I’m looking for any guidance or suggestions regarding how to best organize my notes and other content. What would like to do is use Obsidian as an investigative system, similar to what the police might use to organize pictures, recordings, videos, notes, etc. for a criminal investigation. I’ll be importing a large number of digital content files and linking to them in various notes along with tags so I can use the graph and map views to better understand the relationships between everything. My initial inclination is to use a separate note for each individual piece of content and include the names of who is in the pictures/videos (I use digiKam to add facial recognitions to each file), text of any audio content (I use a speech-to-text library to generate that), objects in the pictures (digiKam again), date/time created, location data, etc. I would then create a ‘person’ note and link to all picture/video/audio notes that had that person in it, a location note to link to any content items that were created within a certain distance of the location, etc. I plan on automating a lot of the ingestion and content note creation and linking using a python script.
Are there any significant penalties utilizing what might be hundreds or potentially thousands of individual content items note files in a single vault? Would I be better off using a single note and creating a header/subheader for each item? (e.g. one notes for pictures, on for videos, one for recordings, etc.) and linking to the header/subheader?
from what i’m reading, you have what it takes to organize your vault properly, dear watson
no penalties, really
you can search for stress test on the forum
search for 10000 files, for a limit to do with quick switcher algorithm
these are not really dealbreakers in any case…
many people use obsidian for research so they use 4-5 types of files so using more smaller files would be helpful to pinpoint which stage the information is at or coming from
generally, smaller md files with transcluded content – adding auxiliary detail to a master file at a heading – would be better than really long files
that would mean sticking to obsidian syntax – ![[filename#heading]] or ![[filename#^block]] – but don’t worry about future-proofing…you can use obsidian forever, provided the third party plugins are level with the last core app
in the event you’d want to migrate your files, the syntax is usually easy to transform with regex replacements
but handling sheets of live-preview rendered markdown are constantly upgraded by the team so the app can handle long files on mobile as well
they also re-added support for markdown files over the size of 2MBs lately
If you plan to insert into your vault so many content, you surely will need a good structure/information architecture for your vault. that you will use for retrieving.
You already have a good high-level model (you have identified what they can be called “entities”, like people) and you have clear the idea that you need to implement “relationships” between entities.
Maybe It’s too early to foresee all the implementation details of your model. This will be clear when you’ll start filling your system with content and see what you really need and you still don’t have.
If you get to have a good set of metadata and links (for relationships) in your notes the system will scale even with hundreds, thousands of notes. But before arriving to an effective method you’ll need to experiment with the first few notes.
Try to design on a paper an initial design of your notes.

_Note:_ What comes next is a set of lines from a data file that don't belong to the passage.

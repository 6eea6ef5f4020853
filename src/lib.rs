//! Triangulation of simple polygons (with holes) by Seidel's randomized
//! incremental trapezoidal decomposition.
//!
//! The pipeline builds a trapezoidal map of the polygon's edges together with
//! a point-location search DAG, extracts y-monotone sub-polygons from the
//! map, and triangulates each of those in linear time. Construction runs in
//! expected O(n log n); the retained structure answers point-in-polygon
//! queries in expected O(log n).
//!
//! Contours are lists of vertices: the outer contour first, wound
//! counter-clockwise, followed by any holes wound clockwise, with no repeated
//! points. Output triangles are CCW triples of 0-based indices into the
//! flattened vertex sequence.
//!
//! ```
//! let contours = vec![vec![[0.0f64, 0.0], [1.0, 0.0], [1.0, 1.0], [0.0, 1.0]]];
//! let triangles = seidel::triangulate(&contours)?;
//! assert_eq!(triangles.len(), 2);
//! # Ok::<(), seidel::TriangulationError>(())
//! ```
//!
//! Keep the built [Triangulation] around to run inclusion queries against
//! the same polygon:
//!
//! ```
//! use seidel::Triangulation;
//!
//! let contours = vec![vec![[0.0f64, 0.0], [1.0, 0.0], [1.0, 1.0], [0.0, 1.0]]];
//! let triangulation = Triangulation::with_seed(&contours, 7)?;
//! assert!(triangulation.contains(&[0.5, 0.5]));
//! assert!(!triangulation.contains(&[2.0, 2.0]));
//! # Ok::<(), seidel::TriangulationError>(())
//! ```

mod idx;
mod point;
mod vertex;
mod math;
mod segment;
mod querynode;
mod trapezoid;
mod trapezoidation;
mod monotone;
mod errors;

#[cfg(test)]
mod tests;

use rand::{rngs::StdRng, Rng, SeedableRng};

pub use errors::{InternalError, TriangulationError};
pub use vertex::Vertex;

pub use num_traits::real::Real;

use monotone::MonotoneChains;
use point::Point;
use segment::SegmentStore;
use trapezoidation::TrapezoidationState;

/// A triangulated polygon: the triangle list plus the retained trapezoidal
/// map and search structure, ready for point-location queries.
///
/// All storage is owned by this value and torn down together; nothing is
/// shared between triangulations.
pub struct Triangulation<C: Real = f64> {
    state: TrapezoidationState<C>,
    triangles: Vec<[usize; 3]>,
}

impl<C: Real> Triangulation<C> {
    /// Triangulate with a randomized insertion order drawn from
    /// [rand::thread_rng]. The order only affects performance, never the
    /// result's validity.
    pub fn new<V: Vertex<Coordinate = C>>(
        contours: &[Vec<V>],
    ) -> Result<Self, TriangulationError> {
        Self::with_rng(contours, &mut rand::thread_rng())
    }

    /// Triangulate reproducibly: the same seed over the same input yields
    /// the same triangle list.
    pub fn with_seed<V: Vertex<Coordinate = C>>(
        contours: &[Vec<V>],
        seed: u64,
    ) -> Result<Self, TriangulationError> {
        Self::with_rng(contours, &mut StdRng::seed_from_u64(seed))
    }

    /// Triangulate with a caller-supplied source of randomness.
    pub fn with_rng<V: Vertex<Coordinate = C>, R: Rng + ?Sized>(
        contours: &[Vec<V>],
        rng: &mut R,
    ) -> Result<Self, TriangulationError> {
        if contours.is_empty() {
            return Err(TriangulationError::NotEnoughVertices { contour: 0, count: 0 });
        }
        let eps = point::tolerance::<C>();
        let ss = SegmentStore::from_contours(contours, eps)?;
        let state = TrapezoidationState::build(ss, eps, rng)?;
        let triangles = MonotoneChains::build(&state, eps)?.triangulate()?;
        Ok(Self { state, triangles })
    }

    /// The triangles as CCW triples of 0-based indices into the flattened
    /// contour vertices. Always `n + 2h - 2` of them for `n` vertices and
    /// `h` holes.
    pub fn triangles(&self) -> &[[usize; 3]] {
        &self.triangles
    }

    pub fn into_triangles(self) -> Vec<[usize; 3]> {
        self.triangles
    }

    /// Is the point strictly inside the polygon? Points exactly on the
    /// boundary are classified deterministically but to an unspecified side.
    pub fn contains<V: Vertex<Coordinate = C>>(&self, point: &V) -> bool {
        self.state.is_inside(&Point::new(point.x(), point.y()))
    }

    /// Render the point-location DAG for inspection.
    #[cfg(feature = "debugging")]
    pub fn query_structure(&self) -> String {
        self.state.query_structure_tree().to_string()
    }
}

impl<C: Real> std::fmt::Debug for Triangulation<C> {
    fn fmt(&self, f: &mut std::fmt::Formatter<'_>) -> std::fmt::Result {
        f.debug_struct("Triangulation")
            .field("triangles", &self.triangles.len())
            .finish()
    }
}

/// One-shot triangulation; see [Triangulation::new].
pub fn triangulate<C: Real, V: Vertex<Coordinate = C>>(
    contours: &[Vec<V>],
) -> Result<Vec<[usize; 3]>, TriangulationError> {
    Triangulation::new(contours).map(Triangulation::into_triangles)
}
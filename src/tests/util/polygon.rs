pub type Contours = Vec<Vec<[f64; 2]>>;

pub fn square() -> Contours {
    vec![vec![[0.0, 0.0], [1.0, 0.0], [1.0, 1.0], [0.0, 1.0]]]
}

pub fn star() -> Contours {
    vec![vec![
        [1.0, 0.0],
        [2.0, 2.0],
        [0.0, 1.0],
        [-2.0, 2.0],
        [-1.0, 0.0],
        [-2.0, -2.0],
        [0.0, -1.0],
        [2.0, -2.0],
    ]]
}

pub fn half_frame() -> Contours {
    vec![vec![
        [0.0, 0.0],
        [1.0, 0.0],
        [1.0, 1.0],
        [0.95, 0.95],
        [0.95, 0.05],
        [0.05, 0.05],
    ]]
}

/// A comb-like polygon with several merge and split vertices
pub fn comb() -> Contours {
    vec![vec![
        [0.0, 0.0],
        [7.0, 0.0],
        [7.0, 4.0],
        [6.0, 4.0],
        [6.0, 1.5],
        [5.0, 1.5],
        [5.0, 4.0],
        [4.0, 4.0],
        [4.0, 1.5],
        [3.0, 1.5],
        [3.0, 4.0],
        [2.0, 4.0],
        [2.0, 1.5],
        [1.0, 1.5],
        [1.0, 4.0],
        [0.0, 4.0],
    ]]
}

/// 4x4 square with a centered 2x2 hole (outer CCW, hole CW)
pub fn hollow_square() -> Contours {
    vec![
        vec![[0.0, 0.0], [4.0, 0.0], [4.0, 4.0], [0.0, 4.0]],
        vec![[1.0, 1.0], [1.0, 3.0], [3.0, 3.0], [3.0, 1.0]],
    ]
}

/// Square with two separate square holes
pub fn double_hollow() -> Contours {
    vec![
        vec![[0.0, 0.0], [9.0, 0.0], [9.0, 5.0], [0.0, 5.0]],
        vec![[1.0, 1.0], [1.0, 4.0], [4.0, 4.0], [4.0, 1.0]],
        vec![[5.0, 1.0], [5.0, 4.0], [8.0, 4.0], [8.0, 1.0]],
    ]
}

pub fn regular_polygon(n: usize) -> Contours {
    let mut contour = Vec::with_capacity(n);
    for k in 0..n {
        let theta = std::f64::consts::PI * 2.0 * (k as f64) / (n as f64);
        let (y, x) = theta.sin_cos();
        contour.push([x * 100.0, y * 100.0]);
    }
    vec![contour]
}

pub fn all_simple() -> Vec<Contours> {
    vec![square(), star(), half_frame(), comb(), regular_polygon(12)]
}

pub fn all_hollow() -> Vec<Contours> {
    vec![hollow_square(), double_hollow()]
}
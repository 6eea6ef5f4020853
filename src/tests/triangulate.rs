use crate::Triangulation;

use super::util::{geometry, polygon};

#[test]
fn unit_square_is_two_half_triangles() {
    let contours = polygon::square();
    let t = Triangulation::with_seed(&contours, 1).expect("Triangulation failed");
    let triangles = t.triangles();
    assert_eq!(triangles.len(), 2);
    let verts = geometry::flatten(&contours);
    for tri in triangles {
        let area = geometry::triangle_signed_area(&verts, tri);
        assert!((area - 0.5).abs() < 1e-12);
    }
    geometry::assert_valid_triangulation(&contours, triangles);
}

#[test]
fn simple_polygons_yield_n_minus_2_triangles() {
    for contours in polygon::all_simple() {
        let n = geometry::vertex_count(&contours);
        let t = Triangulation::with_seed(&contours, 2).expect("Triangulation failed");
        assert_eq!(t.triangles().len(), n - 2);
        geometry::assert_valid_triangulation(&contours, t.triangles());
    }
}

#[test]
fn hollow_square_yields_eight_triangles() {
    let contours = polygon::hollow_square();
    let t = Triangulation::with_seed(&contours, 3).expect("Triangulation failed");
    assert_eq!(t.triangles().len(), 8);
    geometry::assert_valid_triangulation(&contours, t.triangles());
    // annulus area: 4x4 outer minus 2x2 hole
    assert!((geometry::polygon_area(&contours) - 12.0).abs() < 1e-12);
}

#[test]
fn polygons_with_holes_cover_their_area() {
    for contours in polygon::all_hollow() {
        let t = Triangulation::with_seed(&contours, 4).expect("Triangulation failed");
        geometry::assert_valid_triangulation(&contours, t.triangles());
    }
}

#[test]
fn every_insertion_order_produces_a_valid_triangulation() {
    for seed in 0..32 {
        for contours in polygon::all_simple().into_iter().chain(polygon::all_hollow()) {
            let t = Triangulation::with_seed(&contours, seed).expect("Triangulation failed");
            geometry::assert_valid_triangulation(&contours, t.triangles());
        }
    }
}

#[test]
fn fixed_seed_is_reproducible() {
    let contours = polygon::comb();
    let first = Triangulation::with_seed(&contours, 99).expect("Triangulation failed");
    let second = Triangulation::with_seed(&contours, 99).expect("Triangulation failed");
    assert_eq!(first.triangles(), second.triangles());
}

#[test]
fn regular_polygons() {
    for n in 3..=64 {
        let contours = polygon::regular_polygon(n);
        let t = Triangulation::with_seed(&contours, n as u64).expect("Triangulation failed");
        assert_eq!(t.triangles().len(), n - 2);
        geometry::assert_valid_triangulation(&contours, t.triangles());
    }
}

#[test]
fn thread_rng_builds_are_valid_too() {
    let contours = polygon::star();
    for _ in 0..8 {
        let triangles = crate::triangulate(&contours).expect("Triangulation failed");
        geometry::assert_valid_triangulation(&contours, &triangles);
    }
}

People note, what are its metadata (attributes), are they enough for the first searches that come to mind. Next, design relationships between entities
You need to consider a thing, Obsidian has a very basic database feature set (metadata, search, even use of dataview) but it is not a real database as Oracle or MySql. It could happen that if you have query requirements too sophisticated the system will become too complex to implement.
For the issue or modeling into a single note or one item per note, there is no general method I think. Database modeling is a loooong story.
You can try the different alternatives with a test and see what it works better.
Some ideas.
You surely have one people per note.
If you need to search a specific recording using its own metadata, maybe it’s better to have a “recording item note” rather than a note that contains the list of all the recordings. An entity note let you to implement a more rich model, using note metadata, than a block or bullet in a note
When you need a complex model, it’s better to separate entities in their own note.
Maybe a thing like Excalibrain could be useful, too, if you want to have a graph explorer with representation of relationship according to their “semantic”.
Thank you both for the feedback and thoughts. I’m still early in the design process and you’ve both provided excellent perspectives that will be useful. I’ve started playing with different setups and organizations to see what works best, and now I have some additional ideas to try out.